L’art-thérapie est une notion qui reste floue pour plusieurs d’entre nous. Souvent associée aux dessins d’enfants victimes de traumatismes, cette approche thérapeutique non verbale va pourtant bien au-delà. Offerte sous forme individuelle, familiale ou en groupe, l’art-thérapie permet de dénouer la souffrance, sans qu’il soit pour autant nécessaire d’être un artiste accompli ! Médecins francophones du Canada, quant à elle, s’associe au Musée des beaux-arts de Montréal pour offrir des prescriptions muséales, une initiative visionnaire. Deuxième article d’une série de trois.

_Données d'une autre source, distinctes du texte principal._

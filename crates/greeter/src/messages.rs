use serde::{Deserialize, Serialize};

/// Who to greet.
#[derive(Clone, Debug, Deserialize, Eq, PartialEq, Serialize)]
pub struct HelloRequest {
    /// Name of the caller.
    pub name: String,
}

/// A greeting.
#[derive(Clone, Debug, Deserialize, Eq, PartialEq, Serialize)]
pub struct HelloReply {
    /// The greeting text.
    pub message: String,
}

/// Which Fibonacci number to compute.
#[derive(Clone, Copy, Debug, Deserialize, Eq, PartialEq, Serialize)]
pub struct FibRequest {
    /// Index into the sequence, at most [`MAX_FIB`](crate::services::MAX_FIB).
    pub max: u32,
}

/// The Fibonacci number at index `max`.
#[derive(Clone, Copy, Debug, Deserialize, Eq, PartialEq, Serialize)]
pub struct FibReply {
    /// `Fib(max)`, with `Fib(0) = 0` and `Fib(1) = 1`.
    pub number: u64,
}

Le soutien généreux d’un mécène passionné
Lorsqu’un conteur de la trempe de Michel de la Chenelière vous raconte son histoire, le temps s’arrête. Quittant sa France natale avec son unique sac à dos, rêvant de l’Amérique, le jeune homme d’alors a suscité le scandale dans sa famille. « J’étais un décrocheur, j’avais raté mon bac parce que j’avais injurié le professeur de mathématiques », raconte le principal intéressé. « Puis, en 1969, alors que les Américains atterrissaient sur la lune, moi j’ai atterri au Québec ! » C’était il y a cinquante ans.
Aujourd’hui, l’homme d’affaires, qui a fait fortune dans l’édition, est un mécène fidèle du Musée des beaux-arts de Montréal (MBAM). À l’époque, pourtant, Michel de la Chenelière était loin de se douter où le mènerait son chemin. Il survit d’abord de petits boulots, et au fil des hasards, devient éditeur en chef d’une maison d’édition de Toronto… pour des manuels de mathématiques, amusant clin d’œil du destin. Quelques détours plus tard, fort de son expérience dans le milieu, sans le sou, mais ayant trouvé une niche à exploiter, il lance sa propre maison d’édition qui publie des ouvrages pédagogiques francophones à travers le Canada, destinés aux programmes d’immersion, de la maternelle à l’université. En 2006, il vend les Chenelière Éducation à TC Transcontinental et s’assure d’un avenir confortable, se consacrant désormais à la philanthropie.
L’ardent défenseur de l’éducation est devenu en 2019 le 33e président du conseil d’administration du MBAM. Grâce à deux dons d’importance, ce mécène a permis au Musée de doubler les espaces consacrés à l’éducation en 2012 avec la création du Studio Michel de la Chenelière, puis, à les tripler en 2016 avec l’Atelier international d’éducation et d’art-thérapie Michel de la Chenelière. Cet espace est une inspiration partout à travers le monde. Il accueille 300 000 participants chaque année, un record au Canada pour ce type d’institution.
Les bénéfices de l’art et du beau
L’art-thérapie trouve sa genèse au début du XXe siècle, dans une forme de psychothérapie basée sur la création artistique où, peu importe le résultat esthétique, la voie de l’art permet d’explorer et d’exprimer les méandres sombres de sa vie intérieure. Aujourd’hui, l’art-thérapie continue de soulager la souffrance et l’on sait, des études l’ont démontré, que côtoyer le beau favorise la sécrétion des hormones du bien-être.
À l’heure actuelle, en collaboration avec divers professionnels de la santé et chercheurs du milieu universitaire, le MBAM a supervisé plus d’une dizaine d’études cliniques sur les bénéfices de l’art-thérapie, notamment auprès de personnes présentant des troubles de l’alimentation, de jeunes aux prises avec des problèmes de santé mentale, de patients souffrant d’arythmie cardiaque, de personnes atteintes d’Alzheimer, de femmes ayant un cancer du sein ou en rémission, de patients épileptiques ou d’immigrants. De son côté, Médecins francophones du Canada a initié une étude pour évaluer l’impact des prescriptions muséales sur les patients en partenariat avec l’équipe du projet « art et longévité » du Dr Beauchet de l’Hôpital Juif de Montréal.
Quant à Michel de la Chenelière, qui a consacré sa vie à publier des manuels pédagogiques visant à contrer le décrochage scolaire, il profite lui aussi de l’art-thérapie : « Oui, je me soigne ! Imaginez… le président du MBAM est un faussaire ! Je copie des Matisse ! Je ne sais pas dessiner, mais j’aime la couleur. Je me suis mis à peindre et je crée des trucs vraiment marrants », confie-t-il avec humour. « Je n’ai aucune formation, mais à force d’aller au musée, on développe ses goûts. C’est un apprentissage perpétuel. Moi, j’aime particulièrement les Fauvistes. Étonnant le bien que ça fait. » Croyez-en l’expérience personnelle du mécène !
À noter : en plus de l’avantage des prescriptions muséales, les médecins membres de Médecins francophones du Canada peuvent obtenir un rabais sur leur abonnement VIP au MBAM.